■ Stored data
..........
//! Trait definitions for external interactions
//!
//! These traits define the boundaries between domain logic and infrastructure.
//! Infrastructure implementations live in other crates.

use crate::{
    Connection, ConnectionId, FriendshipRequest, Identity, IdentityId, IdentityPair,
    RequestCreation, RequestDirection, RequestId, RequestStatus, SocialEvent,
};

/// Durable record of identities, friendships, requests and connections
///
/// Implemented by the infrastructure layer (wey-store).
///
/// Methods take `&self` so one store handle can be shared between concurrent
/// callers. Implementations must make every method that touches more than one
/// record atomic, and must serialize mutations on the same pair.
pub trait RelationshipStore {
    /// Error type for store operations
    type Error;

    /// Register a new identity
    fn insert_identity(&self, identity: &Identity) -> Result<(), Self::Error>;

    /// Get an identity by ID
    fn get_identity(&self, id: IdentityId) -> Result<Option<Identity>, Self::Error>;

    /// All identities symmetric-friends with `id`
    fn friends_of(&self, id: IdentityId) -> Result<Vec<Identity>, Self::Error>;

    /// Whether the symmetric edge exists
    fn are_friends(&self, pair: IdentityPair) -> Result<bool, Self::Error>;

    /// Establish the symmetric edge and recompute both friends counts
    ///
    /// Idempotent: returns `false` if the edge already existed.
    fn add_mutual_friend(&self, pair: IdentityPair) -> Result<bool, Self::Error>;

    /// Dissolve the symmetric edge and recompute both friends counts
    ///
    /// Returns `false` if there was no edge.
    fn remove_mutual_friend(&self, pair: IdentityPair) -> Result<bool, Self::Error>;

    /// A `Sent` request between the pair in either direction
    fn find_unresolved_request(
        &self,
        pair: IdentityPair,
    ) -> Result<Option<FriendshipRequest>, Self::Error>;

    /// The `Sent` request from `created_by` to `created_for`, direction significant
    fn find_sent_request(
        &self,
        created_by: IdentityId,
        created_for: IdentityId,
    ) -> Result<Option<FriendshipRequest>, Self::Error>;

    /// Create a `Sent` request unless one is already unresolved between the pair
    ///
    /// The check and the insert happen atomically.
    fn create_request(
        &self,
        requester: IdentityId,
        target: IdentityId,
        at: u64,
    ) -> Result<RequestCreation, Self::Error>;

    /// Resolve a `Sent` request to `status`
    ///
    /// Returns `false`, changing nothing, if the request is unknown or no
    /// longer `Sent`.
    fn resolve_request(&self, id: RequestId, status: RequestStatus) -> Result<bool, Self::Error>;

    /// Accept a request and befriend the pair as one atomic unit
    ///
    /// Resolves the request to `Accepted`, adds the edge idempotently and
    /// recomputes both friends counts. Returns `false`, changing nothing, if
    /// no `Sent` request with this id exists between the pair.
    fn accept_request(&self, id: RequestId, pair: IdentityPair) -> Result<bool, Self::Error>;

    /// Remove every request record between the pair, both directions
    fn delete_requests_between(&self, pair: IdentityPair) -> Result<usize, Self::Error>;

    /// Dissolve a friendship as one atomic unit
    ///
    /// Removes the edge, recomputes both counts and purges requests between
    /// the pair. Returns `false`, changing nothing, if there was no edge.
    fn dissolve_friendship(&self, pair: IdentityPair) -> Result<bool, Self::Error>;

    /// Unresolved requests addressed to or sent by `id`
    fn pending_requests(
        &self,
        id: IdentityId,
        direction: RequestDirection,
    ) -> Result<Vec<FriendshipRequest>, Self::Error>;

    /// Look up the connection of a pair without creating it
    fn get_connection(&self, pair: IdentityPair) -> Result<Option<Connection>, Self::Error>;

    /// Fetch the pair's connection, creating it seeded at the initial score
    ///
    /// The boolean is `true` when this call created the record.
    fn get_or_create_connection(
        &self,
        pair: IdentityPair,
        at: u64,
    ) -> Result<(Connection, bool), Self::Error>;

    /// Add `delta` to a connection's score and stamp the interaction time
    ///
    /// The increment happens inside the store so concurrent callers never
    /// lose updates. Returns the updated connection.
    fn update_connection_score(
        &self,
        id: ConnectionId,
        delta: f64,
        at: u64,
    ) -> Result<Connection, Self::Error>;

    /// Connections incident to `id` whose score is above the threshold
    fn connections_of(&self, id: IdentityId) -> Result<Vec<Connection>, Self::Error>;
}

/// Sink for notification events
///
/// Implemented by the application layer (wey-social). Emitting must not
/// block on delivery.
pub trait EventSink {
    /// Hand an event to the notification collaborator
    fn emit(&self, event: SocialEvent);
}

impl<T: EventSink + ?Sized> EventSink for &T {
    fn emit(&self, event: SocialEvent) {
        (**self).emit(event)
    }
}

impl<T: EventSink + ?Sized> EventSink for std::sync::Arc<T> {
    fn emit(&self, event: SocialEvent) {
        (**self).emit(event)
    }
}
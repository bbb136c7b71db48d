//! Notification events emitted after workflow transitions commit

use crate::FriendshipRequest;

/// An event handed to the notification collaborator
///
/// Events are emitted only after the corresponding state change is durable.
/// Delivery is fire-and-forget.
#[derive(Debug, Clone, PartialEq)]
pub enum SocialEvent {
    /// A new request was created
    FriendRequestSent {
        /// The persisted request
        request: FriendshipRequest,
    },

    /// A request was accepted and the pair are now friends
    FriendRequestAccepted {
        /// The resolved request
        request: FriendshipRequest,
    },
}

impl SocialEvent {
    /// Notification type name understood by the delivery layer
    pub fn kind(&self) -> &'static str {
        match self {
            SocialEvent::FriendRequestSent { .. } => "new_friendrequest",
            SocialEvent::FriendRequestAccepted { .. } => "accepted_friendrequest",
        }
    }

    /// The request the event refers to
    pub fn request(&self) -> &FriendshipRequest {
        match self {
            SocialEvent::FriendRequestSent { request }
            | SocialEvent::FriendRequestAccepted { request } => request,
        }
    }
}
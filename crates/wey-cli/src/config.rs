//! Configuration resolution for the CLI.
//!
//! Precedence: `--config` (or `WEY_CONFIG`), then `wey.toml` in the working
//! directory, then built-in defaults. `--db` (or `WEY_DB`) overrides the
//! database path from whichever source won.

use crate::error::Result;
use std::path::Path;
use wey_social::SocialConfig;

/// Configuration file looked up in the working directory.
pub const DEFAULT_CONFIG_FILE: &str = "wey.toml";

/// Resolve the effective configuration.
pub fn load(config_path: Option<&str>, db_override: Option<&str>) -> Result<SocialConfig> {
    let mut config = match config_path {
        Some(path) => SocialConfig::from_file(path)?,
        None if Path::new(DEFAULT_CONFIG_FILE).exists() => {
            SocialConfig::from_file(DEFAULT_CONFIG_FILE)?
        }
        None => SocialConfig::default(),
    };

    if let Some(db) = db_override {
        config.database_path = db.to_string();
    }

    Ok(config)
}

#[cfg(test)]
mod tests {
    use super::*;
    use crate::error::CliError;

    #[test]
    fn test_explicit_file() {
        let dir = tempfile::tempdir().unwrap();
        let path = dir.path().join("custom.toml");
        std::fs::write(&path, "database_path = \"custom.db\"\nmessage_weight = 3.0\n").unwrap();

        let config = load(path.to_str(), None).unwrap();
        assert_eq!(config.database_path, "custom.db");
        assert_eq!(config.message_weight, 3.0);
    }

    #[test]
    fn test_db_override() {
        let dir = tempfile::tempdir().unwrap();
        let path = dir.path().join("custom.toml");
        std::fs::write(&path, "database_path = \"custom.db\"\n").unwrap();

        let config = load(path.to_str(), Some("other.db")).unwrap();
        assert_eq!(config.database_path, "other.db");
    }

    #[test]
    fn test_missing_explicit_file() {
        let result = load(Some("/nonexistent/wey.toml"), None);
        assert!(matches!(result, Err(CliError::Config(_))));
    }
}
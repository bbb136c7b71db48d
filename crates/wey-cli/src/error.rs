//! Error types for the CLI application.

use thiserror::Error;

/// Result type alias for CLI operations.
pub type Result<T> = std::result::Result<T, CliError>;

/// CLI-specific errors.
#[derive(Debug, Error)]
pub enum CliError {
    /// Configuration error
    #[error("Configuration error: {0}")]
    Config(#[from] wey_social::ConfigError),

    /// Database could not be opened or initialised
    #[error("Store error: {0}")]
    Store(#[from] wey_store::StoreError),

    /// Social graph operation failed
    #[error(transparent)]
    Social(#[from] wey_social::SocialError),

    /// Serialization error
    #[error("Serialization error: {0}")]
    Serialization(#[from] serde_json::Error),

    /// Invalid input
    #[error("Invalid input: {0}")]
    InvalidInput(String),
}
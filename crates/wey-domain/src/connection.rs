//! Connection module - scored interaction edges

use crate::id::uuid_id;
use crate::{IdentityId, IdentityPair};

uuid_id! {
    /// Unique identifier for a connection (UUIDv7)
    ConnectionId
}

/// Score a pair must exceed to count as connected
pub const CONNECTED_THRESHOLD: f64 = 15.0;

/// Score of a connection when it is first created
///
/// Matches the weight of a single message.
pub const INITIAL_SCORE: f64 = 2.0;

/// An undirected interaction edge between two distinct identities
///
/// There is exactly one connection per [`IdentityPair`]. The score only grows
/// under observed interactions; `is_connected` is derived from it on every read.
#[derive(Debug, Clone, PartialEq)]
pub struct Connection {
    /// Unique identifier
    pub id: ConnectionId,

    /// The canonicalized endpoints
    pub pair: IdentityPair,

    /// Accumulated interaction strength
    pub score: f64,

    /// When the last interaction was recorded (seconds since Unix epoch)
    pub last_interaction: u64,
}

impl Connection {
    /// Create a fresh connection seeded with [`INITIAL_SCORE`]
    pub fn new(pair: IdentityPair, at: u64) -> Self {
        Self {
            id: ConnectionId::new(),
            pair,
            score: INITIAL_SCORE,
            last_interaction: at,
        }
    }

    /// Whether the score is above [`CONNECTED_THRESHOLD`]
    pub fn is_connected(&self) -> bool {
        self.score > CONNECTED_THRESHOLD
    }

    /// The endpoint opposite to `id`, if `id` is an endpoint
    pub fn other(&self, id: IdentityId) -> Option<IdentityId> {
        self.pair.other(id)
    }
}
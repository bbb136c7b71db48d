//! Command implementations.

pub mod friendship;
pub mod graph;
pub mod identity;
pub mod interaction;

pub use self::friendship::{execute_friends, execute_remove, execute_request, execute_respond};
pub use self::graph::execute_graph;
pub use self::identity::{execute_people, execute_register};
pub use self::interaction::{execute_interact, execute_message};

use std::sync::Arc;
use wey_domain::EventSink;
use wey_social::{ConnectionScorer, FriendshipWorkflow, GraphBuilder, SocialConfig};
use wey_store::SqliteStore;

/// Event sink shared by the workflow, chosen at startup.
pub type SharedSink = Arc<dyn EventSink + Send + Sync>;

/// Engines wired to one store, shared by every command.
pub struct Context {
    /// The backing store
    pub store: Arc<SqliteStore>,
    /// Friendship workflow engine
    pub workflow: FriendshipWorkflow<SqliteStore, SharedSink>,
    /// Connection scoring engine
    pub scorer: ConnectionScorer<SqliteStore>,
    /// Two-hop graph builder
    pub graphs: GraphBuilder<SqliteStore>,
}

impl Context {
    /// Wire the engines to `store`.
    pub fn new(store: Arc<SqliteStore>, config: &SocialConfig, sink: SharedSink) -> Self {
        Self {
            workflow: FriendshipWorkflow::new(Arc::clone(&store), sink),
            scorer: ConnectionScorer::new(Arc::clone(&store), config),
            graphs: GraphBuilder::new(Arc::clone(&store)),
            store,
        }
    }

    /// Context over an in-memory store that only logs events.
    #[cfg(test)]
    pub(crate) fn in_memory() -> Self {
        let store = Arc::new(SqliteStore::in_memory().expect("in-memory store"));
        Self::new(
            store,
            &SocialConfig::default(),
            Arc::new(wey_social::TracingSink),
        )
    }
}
..........
■ EXERCISE GOAL
The answer is the run of lines above from the line containing "self.pair.other(id)" through the line containing "use wey_domain::EventSink;", copied exactly and alone.

■ EXERCISE ANSWER
        self.pair.other(id)
    }
}
repository bbb136c7b71db48d
//! Command implementations.

pub mod friendship;
pub mod graph;
pub mod identity;
pub mod interaction;

pub use self::friendship::{execute_friends, execute_remove, execute_request, execute_respond};
pub use self::graph::execute_graph;
pub use self::identity::{execute_people, execute_register};
pub use self::interaction::{execute_interact, execute_message};

use std::sync::Arc;
use wey_domain::EventSink;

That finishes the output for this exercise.